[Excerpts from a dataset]
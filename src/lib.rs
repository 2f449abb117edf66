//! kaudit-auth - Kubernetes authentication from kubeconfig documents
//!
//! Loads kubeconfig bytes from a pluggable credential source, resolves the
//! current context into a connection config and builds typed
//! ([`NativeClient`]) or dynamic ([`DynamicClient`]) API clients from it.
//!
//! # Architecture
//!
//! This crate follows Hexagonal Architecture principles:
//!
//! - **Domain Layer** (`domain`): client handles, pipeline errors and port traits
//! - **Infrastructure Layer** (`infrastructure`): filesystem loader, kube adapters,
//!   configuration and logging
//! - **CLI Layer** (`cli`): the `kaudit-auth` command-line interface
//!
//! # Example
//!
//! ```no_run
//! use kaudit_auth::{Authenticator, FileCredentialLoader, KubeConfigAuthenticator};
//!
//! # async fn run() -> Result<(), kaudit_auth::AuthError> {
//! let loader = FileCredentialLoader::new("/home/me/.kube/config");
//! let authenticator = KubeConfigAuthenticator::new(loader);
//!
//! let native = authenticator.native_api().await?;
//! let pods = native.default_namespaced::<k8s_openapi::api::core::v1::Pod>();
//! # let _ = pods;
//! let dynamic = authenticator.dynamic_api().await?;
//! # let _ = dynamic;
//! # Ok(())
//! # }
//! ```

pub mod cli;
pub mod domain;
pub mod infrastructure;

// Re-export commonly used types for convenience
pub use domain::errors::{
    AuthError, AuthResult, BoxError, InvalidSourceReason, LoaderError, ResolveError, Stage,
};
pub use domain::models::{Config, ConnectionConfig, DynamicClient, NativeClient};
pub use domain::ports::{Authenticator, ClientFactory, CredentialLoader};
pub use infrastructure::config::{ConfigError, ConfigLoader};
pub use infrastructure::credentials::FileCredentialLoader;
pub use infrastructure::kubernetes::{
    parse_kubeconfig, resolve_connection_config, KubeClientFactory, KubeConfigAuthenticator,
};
* * *
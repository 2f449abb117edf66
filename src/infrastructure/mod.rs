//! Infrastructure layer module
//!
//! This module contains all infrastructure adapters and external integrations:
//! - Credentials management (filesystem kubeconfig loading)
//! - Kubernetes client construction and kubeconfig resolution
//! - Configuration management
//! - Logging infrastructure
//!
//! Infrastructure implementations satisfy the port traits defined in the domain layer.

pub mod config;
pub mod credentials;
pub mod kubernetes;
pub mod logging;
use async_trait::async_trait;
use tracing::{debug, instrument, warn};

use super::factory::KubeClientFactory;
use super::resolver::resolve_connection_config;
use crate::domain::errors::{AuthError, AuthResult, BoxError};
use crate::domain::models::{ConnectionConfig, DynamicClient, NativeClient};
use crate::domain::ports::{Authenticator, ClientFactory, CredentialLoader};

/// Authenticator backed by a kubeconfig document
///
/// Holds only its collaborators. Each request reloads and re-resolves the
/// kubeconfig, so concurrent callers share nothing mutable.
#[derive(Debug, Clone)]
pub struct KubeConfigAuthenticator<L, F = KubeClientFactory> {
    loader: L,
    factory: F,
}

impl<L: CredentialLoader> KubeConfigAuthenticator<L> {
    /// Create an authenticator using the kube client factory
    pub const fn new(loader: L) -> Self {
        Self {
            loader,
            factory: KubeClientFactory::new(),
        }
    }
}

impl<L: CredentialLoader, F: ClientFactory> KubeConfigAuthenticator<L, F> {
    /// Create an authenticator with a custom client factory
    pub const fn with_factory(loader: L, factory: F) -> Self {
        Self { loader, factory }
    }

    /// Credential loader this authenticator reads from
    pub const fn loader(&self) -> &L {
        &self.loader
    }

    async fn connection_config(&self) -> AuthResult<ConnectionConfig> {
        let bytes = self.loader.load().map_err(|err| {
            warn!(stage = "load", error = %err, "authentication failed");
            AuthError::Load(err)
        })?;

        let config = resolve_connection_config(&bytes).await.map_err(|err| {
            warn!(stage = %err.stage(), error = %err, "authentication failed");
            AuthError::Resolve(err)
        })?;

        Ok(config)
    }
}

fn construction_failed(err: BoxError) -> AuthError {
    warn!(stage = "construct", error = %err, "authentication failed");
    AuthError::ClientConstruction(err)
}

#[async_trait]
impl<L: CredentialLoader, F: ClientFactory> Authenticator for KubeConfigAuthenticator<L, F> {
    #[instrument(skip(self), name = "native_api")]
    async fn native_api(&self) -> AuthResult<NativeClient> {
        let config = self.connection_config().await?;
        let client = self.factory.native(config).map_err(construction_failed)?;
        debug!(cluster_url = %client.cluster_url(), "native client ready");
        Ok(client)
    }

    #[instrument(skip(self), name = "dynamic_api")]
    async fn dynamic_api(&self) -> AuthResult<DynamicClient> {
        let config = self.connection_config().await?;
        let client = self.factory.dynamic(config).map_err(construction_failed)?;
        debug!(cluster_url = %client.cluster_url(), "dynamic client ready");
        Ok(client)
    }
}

**Task objective**
Work out how many lines in the records above include the string "adapters", and provide that figure with no other text.

**Answer to this task**
2